(Collected data)
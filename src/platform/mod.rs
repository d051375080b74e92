//! The narrow capability seams between the engine and its host.
//!
//! The engine reasons about storage, broadcast, connectivity, and timers
//! through these traits only. A browser host wires the `web`
//! implementations; tests and other runtimes use [`memory`]. All traits are
//! single-threaded (`Rc`, no `Send` bounds) to match the cooperative
//! event-loop model the engine runs under.

pub mod memory;

#[cfg(all(target_arch = "wasm32", feature = "web"))]
pub mod web;

use std::rc::Rc;
use std::time::Duration;

use chrono::{DateTime, Utc};
use futures::task::LocalSpawn;

use crate::engine::TabMessage;
use crate::error::PlatformError;

/// Durable key-value persistence (`localStorage`-shaped). `set` may fail
/// (quota, private browsing); callers catch and degrade to in-memory-only
/// operation.
pub trait KeyValueStore {
    fn get(&self, key: &str) -> Option<String>;
    fn set(&self, key: &str, value: &str) -> Result<(), PlatformError>;
    fn remove(&self, key: &str);
}

/// Broadcast-style pub/sub between same-origin windows. At-most-once,
/// unordered, no delivery guarantee; the engine treats every message as
/// advisory.
pub trait BroadcastTransport {
    fn publish(&self, message: &TabMessage) -> Result<(), PlatformError>;
    fn subscribe(&self, callback: Box<dyn Fn(TabMessage)>) -> SubscriptionHandle;
}

/// The online/offline signal. The engine subscribes but does not control it.
pub trait ConnectivitySource {
    fn is_online(&self) -> bool;
    /// The callback receives the new state on every transition.
    fn subscribe(&self, callback: Box<dyn Fn(bool)>) -> SubscriptionHandle;
}

/// One-shot timers plus the clock they run against.
///
/// `now` lives here so a manual implementation can advance virtual time and
/// have timestamps, timeouts, and liveness windows all agree.
pub trait TimerHost {
    fn now(&self) -> DateTime<Utc>;
    /// Schedule `callback` to run once after `delay`. Dropping the returned
    /// handle cancels the timer.
    fn set_timeout(&self, delay: Duration, callback: Box<dyn FnOnce()>) -> TimerHandle;
}

/// Cancels its timer when dropped.
pub struct TimerHandle {
    cancel: Option<Box<dyn FnOnce()>>,
}

impl TimerHandle {
    pub fn new(cancel: impl FnOnce() + 'static) -> Self {
        Self {
            cancel: Some(Box::new(cancel)),
        }
    }

    pub fn cancel(mut self) {
        if let Some(cancel) = self.cancel.take() {
            cancel();
        }
    }
}

impl Drop for TimerHandle {
    fn drop(&mut self) {
        if let Some(cancel) = self.cancel.take() {
            cancel();
        }
    }
}

impl std::fmt::Debug for TimerHandle {
    fn fmt(&self, f: &mut std::fmt::Formatter<'_>) -> std::fmt::Result {
        f.write_str("TimerHandle")
    }
}

/// Unregisters its callback when dropped. Returned from every registration
/// so teardown cannot leak listeners.
pub struct SubscriptionHandle {
    cancel: Option<Box<dyn FnOnce()>>,
}

impl SubscriptionHandle {
    pub fn new(cancel: impl FnOnce() + 'static) -> Self {
        Self {
            cancel: Some(Box::new(cancel)),
        }
    }

    pub fn cancel(mut self) {
        if let Some(cancel) = self.cancel.take() {
            cancel();
        }
    }
}

impl Drop for SubscriptionHandle {
    fn drop(&mut self) {
        if let Some(cancel) = self.cancel.take() {
            cancel();
        }
    }
}

impl std::fmt::Debug for SubscriptionHandle {
    fn fmt(&self, f: &mut std::fmt::Formatter<'_>) -> std::fmt::Result {
        f.write_str("SubscriptionHandle")
    }
}

/// Everything the engine needs from its host, bundled for construction.
#[derive(Clone)]
pub struct Platform {
    pub store: Rc<dyn KeyValueStore>,
    pub transport: Rc<dyn BroadcastTransport>,
    pub connectivity: Rc<dyn ConnectivitySource>,
    pub timers: Rc<dyn TimerHost>,
    /// Executor for the scheduler's network attempts. On the web this wraps
    /// `wasm_bindgen_futures::spawn_local`; natively a
    /// `futures::executor::LocalPool` spawner works.
    pub spawner: Rc<dyn LocalSpawn>,
}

Work order: The records above should be printed exactly, please, from the first line through the line containing "use crate::error::PlatformError;", with both ends kept and nothing past it.

Answer for this exercise:
filename src/platform/mod.rs
repository d051375080b74e92
//! The narrow capability seams between the engine and its host.
//!
//! The engine reasons about storage, broadcast, connectivity, and timers
//! through these traits only. A browser host wires the `web`
//! implementations; tests and other runtimes use [`memory`]. All traits are
//! single-threaded (`Rc`, no `Send` bounds) to match the cooperative
//! event-loop model the engine runs under.

pub mod memory;

#[cfg(all(target_arch = "wasm32", feature = "web"))]
pub mod web;

use std::rc::Rc;
use std::time::Duration;

use chrono::{DateTime, Utc};
use futures::task::LocalSpawn;

use crate::engine::TabMessage;
use crate::error::PlatformError;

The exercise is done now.